* _Extracted data entries_
******

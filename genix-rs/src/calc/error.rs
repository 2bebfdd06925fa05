//! Calculator error type.

use thiserror::Error;

/// Which phase of evaluation rejected the expression.
#[derive(Debug, Clone, Copy, PartialEq, Eq)]
pub enum ErrorKind {
    Lex,
    Parse,
    Domain,
    Arity,
    Capacity,
}

/// A failed evaluation.  `Display` is the user-facing message.
#[derive(Error, Debug, Clone, PartialEq)]
pub enum CalcError {
    /// Un-tokenizable character, malformed number or unknown identifier.
    #[error("{message}")]
    Lex { message: String, position: usize },

    /// Mismatched parentheses, or a postfix stream that does not reduce to a
    /// single value.
    #[error("{0}")]
    Parse(String),

    /// Operand outside the operator's domain.
    #[error("{0}")]
    Domain(String),

    /// Operator or function applied with too few operands.
    #[error("{0}")]
    Arity(String),

    /// A token, output or stack bound was exceeded.
    #[error("{0}")]
    Capacity(String),
}

impl CalcError {
    pub(crate) fn lex(position: usize, message: impl Into<String>) -> Self {
        CalcError::Lex { message: message.into(), position }
    }

    pub(crate) fn mismatched_parens() -> Self {
        CalcError::Parse("Mismatched parentheses.".into())
    }

    pub fn kind(&self) -> ErrorKind {
        match self {
            CalcError::Lex { .. } => ErrorKind::Lex,
            CalcError::Parse(_) => ErrorKind::Parse,
            CalcError::Domain(_) => ErrorKind::Domain,
            CalcError::Arity(_) => ErrorKind::Arity,
            CalcError::Capacity(_) => ErrorKind::Capacity,
        }
    }

    /// Byte offset into the source, for lexical errors.
    pub fn position(&self) -> Option<usize> {
        match self {
            CalcError::Lex { position, .. } => Some(*position),
            _ => None,
        }
    }
}

/// Result type alias for calculator operations.
pub type Result<T> = std::result::Result<T, CalcError>;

******

* _What the task requires_
Using the entries above, return each line that includes the word "Clone".

* _Output below_
#[derive(Debug, Clone, Copy, PartialEq, Eq)]
#[derive(Error, Debug, Clone, PartialEq)]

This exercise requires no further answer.